As the underdog in cloud computing, Google has to take a slightly different tack from industry pioneer and juggernaut Amazon Web Services, which simply believes that all applications should, in the fullness of time, move to the public cloud. AWS, to be precise.
Google started out way up the stack, selling platform services at a time when companies were only really able to get their brains wrapped around lower level infrastructure services of compute, storage, and networking. Large enterprises had to go through the familiar process of plugging together systems from components to get comfortable with the whole idea of public clouds. And, in the fullness of time, perhaps they will do as Google itself does internally, which is just present services to programmers who stitch them together at the platform level. Google thought they would jump straight to this with its AppEngine services, skipping the whole infrastructure step. But most companies do not want to skip that step, we think because they want to learn and understand at their own pace and in their own way to better mitigate risk. That is the nature of enterprise computing.

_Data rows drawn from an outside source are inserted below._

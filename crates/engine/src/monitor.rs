// SPDX-License-Identifier: BUSL-1.1
// Copyright (c) 2026 Alfred Jean LLC

//! Ownership monitors for held primitives.
//!
//! A monitor long-polls the store with consistent reads and returns as soon
//! as the holding session no longer owns the primitive. Transient read
//! failures are retried a bounded number of times on a fixed interval.

use crate::CoordinationError;
use kvlock_adapters::{KvError, KvStore};
use kvlock_core::{
    Consistency, KvEntry, QueryOptions, SemaphoreLayout, SemaphoreRecord, SessionId,
};
use std::time::Duration;
use tokio_util::sync::CancellationToken;

/// How a monitor loop ended without error
#[derive(Debug, Clone, Copy, PartialEq, Eq)]
pub(crate) enum MonitorOutcome {
    /// Asked to stop while ownership was intact
    Stopped,
    /// The session no longer owns the primitive
    Lost,
}

/// Polling and retry settings for a monitor
#[derive(Debug, Clone, Copy)]
pub(crate) struct MonitorPolicy {
    pub wait_time: Duration,
    pub retries: u32,
    pub retry_time: Duration,
}

/// Consecutive transient failures still allowed before giving up
struct RetryBudget {
    policy: MonitorPolicy,
    left: u32,
}

impl RetryBudget {
    fn new(policy: MonitorPolicy) -> Self {
        Self {
            policy,
            left: policy.retries,
        }
    }

    fn reset(&mut self) {
        self.left = self.policy.retries;
    }

    /// Sleep before the next read, or hand back `err` when out of retries
    async fn absorb(
        &mut self,
        err: KvError,
        stop: &CancellationToken,
    ) -> Result<Option<MonitorOutcome>, CoordinationError> {
        if self.left == 0 || !err.is_retryable() {
            return Err(err.into());
        }
        self.left -= 1;
        tracing::debug!(error = %err, retries_left = self.left, "monitor read failed, retrying");
        tokio::select! {
            _ = stop.cancelled() => Ok(Some(MonitorOutcome::Stopped)),
            _ = tokio::time::sleep(self.policy.retry_time) => Ok(None),
        }
    }
}

fn consistent_query(policy: &MonitorPolicy) -> QueryOptions {
    QueryOptions::blocking(policy.wait_time).with_consistency(Consistency::Consistent)
}

/// Watch a lock key until `session` stops owning it or `stop` fires
pub(crate) async fn watch_lock<K: KvStore>(
    kv: K,
    key: String,
    session: SessionId,
    policy: MonitorPolicy,
    stop: CancellationToken,
) -> Result<MonitorOutcome, CoordinationError> {
    let mut query = consistent_query(&policy);
    let mut retry = RetryBudget::new(policy);

    loop {
        let read = tokio::select! {
            _ = stop.cancelled() => return Ok(MonitorOutcome::Stopped),
            read = kv.get(&key, &query) => read,
        };
        match read {
            Ok(response) => {
                retry.reset();
                let owned = response
                    .value
                    .as_ref()
                    .is_some_and(|entry| entry.is_owned_by(&session));
                if !owned {
                    tracing::info!(key = %key, session = %session, "lock lost");
                    return Ok(MonitorOutcome::Lost);
                }
                query.wait_index = response.last_index;
            }
            Err(e) => {
                if let Some(outcome) = retry.absorb(e, &stop).await? {
                    return Ok(outcome);
                }
                query.wait_index = 0;
            }
        }
    }
}

/// Watch a semaphore until `session` drops out of the pruned holder set or
/// `stop` fires
pub(crate) async fn watch_semaphore<K: KvStore>(
    kv: K,
    layout: SemaphoreLayout,
    session: SessionId,
    limit: u32,
    policy: MonitorPolicy,
    stop: CancellationToken,
) -> Result<MonitorOutcome, CoordinationError> {
    let prefix = layout.list_prefix();
    let mut query = consistent_query(&policy);
    let mut retry = RetryBudget::new(policy);

    loop {
        let read = tokio::select! {
            _ = stop.cancelled() => return Ok(MonitorOutcome::Stopped),
            read = kv.list(&prefix, &query) => read,
        };
        match read {
            Ok(response) => {
                retry.reset();
                if !still_holder(&layout, &response.value, &session, limit)? {
                    tracing::info!(prefix = %layout.prefix(), session = %session, "semaphore slot lost");
                    return Ok(MonitorOutcome::Lost);
                }
                query.wait_index = response.last_index;
            }
            Err(e) => {
                if let Some(outcome) = retry.absorb(e, &stop).await? {
                    return Ok(outcome);
                }
                query.wait_index = 0;
            }
        }
    }
}

fn still_holder(
    layout: &SemaphoreLayout,
    entries: &[KvEntry],
    session: &SessionId,
    limit: u32,
) -> Result<bool, CoordinationError> {
    let Some(record_entry) = layout.find_record(entries) else {
        return Ok(false);
    };
    let mut record = SemaphoreRecord::decode(Some(record_entry), limit)?;
    record.prune_dead_holders(layout, entries);
    Ok(record.contains(session))
}

#[cfg(test)]
#[path = "monitor_tests.rs"]
mod tests;
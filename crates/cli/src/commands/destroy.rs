// SPDX-License-Identifier: BUSL-1.1
// Copyright (c) 2026 Alfred Jean LLC

//! Destroy command: remove an unheld lock or semaphore from the store

use crate::error::CliError;
use crate::primitive::{lock_key, Kind, Primitive};
use anyhow::Result;
use kvlock_adapters::{KvStore, SessionService};
use kvlock_core::{LockOptions, SemaphoreOptions};
use kvlock_engine::Coordinator;

#[derive(clap::Args)]
pub struct DestroyArgs {
    /// Destroy a semaphore instead of a lock
    #[arg(long)]
    pub semaphore: bool,

    /// KV prefix the lock or semaphore lives under
    pub prefix: String,
}

impl DestroyArgs {
    pub fn kind(&self) -> Kind {
        if self.semaphore {
            Kind::Semaphore
        } else {
            Kind::Lock
        }
    }
}

pub async fn handle<K: KvStore, S: SessionService>(
    args: DestroyArgs,
    coordinator: Coordinator<K, S>,
) -> Result<()> {
    let kind = args.kind();
    destroy(&args, &coordinator)
        .await
        .map_err(|e| CliError::destroy_failed(kind, &args.prefix, e))?;
    println!("Destroyed {kind} '{}'", args.prefix);
    Ok(())
}

async fn destroy<K: KvStore, S: SessionService>(
    args: &DestroyArgs,
    coordinator: &Coordinator<K, S>,
) -> Result<(), kvlock_engine::CoordinationError> {
    let primitive = match args.kind() {
        Kind::Lock => Primitive::lock(coordinator, LockOptions::new(lock_key(&args.prefix)))?,
        // Destroy never compares limits, any valid one will do
        Kind::Semaphore => {
            Primitive::semaphore(coordinator, SemaphoreOptions::new(&args.prefix, 1))?
        }
    };
    primitive.destroy().await
}

#[cfg(test)]
#[path = "destroy_tests.rs"]
mod tests;
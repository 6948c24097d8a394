// SPDX-License-Identifier: BUSL-1.1
// Copyright (c) 2026 Alfred Jean LLC

//! Lock key observation
//!
//! A lock is a single KV entry tagged with [`LOCK_FLAG_VALUE`] whose owning
//! session is the holder. Observing the entry decides what an acquirer,
//! monitor or destroyer does next; the store's CAS decides who wins.

use crate::constants::LOCK_FLAG_VALUE;
use crate::kv::KvEntry;
use crate::session::SessionId;

/// What a read of a lock key says about ownership
#[derive(Clone, Debug, PartialEq, Eq)]
pub enum LockObservation {
    /// No entry at the key
    Absent,
    /// A lock entry nobody holds
    Vacant { modify_index: u64 },
    /// Held by the observing session
    OwnedBySelf,
    /// Held by another session
    OwnedByOther { holder: SessionId },
    /// The key is in use by something that is not a lock
    Conflict { flags: u64 },
}

impl LockObservation {
    /// Classify an entry from the point of view of `own` (if any)
    pub fn of(entry: Option<&KvEntry>, own: Option<&SessionId>) -> Self {
        let Some(entry) = entry else {
            return LockObservation::Absent;
        };
        if entry.flags != LOCK_FLAG_VALUE {
            return LockObservation::Conflict { flags: entry.flags };
        }
        match &entry.session {
            Some(holder) if !holder.0.is_empty() => {
                if own == Some(holder) {
                    LockObservation::OwnedBySelf
                } else {
                    LockObservation::OwnedByOther {
                        holder: holder.clone(),
                    }
                }
            }
            _ => LockObservation::Vacant {
                modify_index: entry.modify_index,
            },
        }
    }
}

/// The entry written to claim or release a lock for `session`
pub fn lock_entry(key: &str, value: &[u8], session: &SessionId) -> KvEntry {
    KvEntry::new(key)
        .with_value(value.to_vec())
        .with_flags(LOCK_FLAG_VALUE)
        .with_session(session.clone())
}

#[cfg(test)]
#[path = "lock_tests.rs"]
mod tests;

The trick for Google to bootstrap its Cloud Platform public cloud, then, is to make it easier for enterprises to consume its infrastructure services, and it open sourced Kubernetes, the container orchestration system inspired by its internal Borg and Omega cluster and application controllers, four years ago precisely to create a common substrate that would allow more portability of applications than has been possible with public and private clouds that are based on a mix of different virtual machine architectures at a lower level in the stack. Kubernetes is in essence a giant onramp to Google Cloud Platform, and it is quickly becoming the de facto orchestration layer for Docker containers – even on rival public clouds. Rewriting Borg and Omega in Go, making it a more generalized orchestrator, and opening it up for the community to spread it across their platforms to make it ubiquitous was a master stroke. And a risky move. But it is paying off for Google.
However, that doesn’t mean that it is easy for large enterprises to run Kubernetes on premises and to get the kind of consistency that they require across the myriad assortment of Kubernetes services that are available. To that end, at the Next 2018 conference today, Google is unveiling Cloud Services Platform, a managed Kubernetes service that provides the look and feel of the production-grade Google Kubernetes Engine service. Google will be working with partners in the Kubernetes ecosystem to create what is in essence a hybrid Kubernetes cloud that looks and feels like GKE, even though it really isn’t the same thing as dropping chunks of Cloud Platform into datacenters.
To get some insight into what Cloud Services Platform is and how it works, The Next Platform had a chat with Urs Hölzle, a Google Fellow and senior vice president of technical infrastructure at the search engine giant and rising cloud force. Cloud Services Platform has been deployed by early adopter customers and will be in alpha during the third quarter, with beta testing and general availability following based on feedback and feature polish. It has the potential to help Google bring a lot more customers to its cloud – at least those that are written for Kubernetes.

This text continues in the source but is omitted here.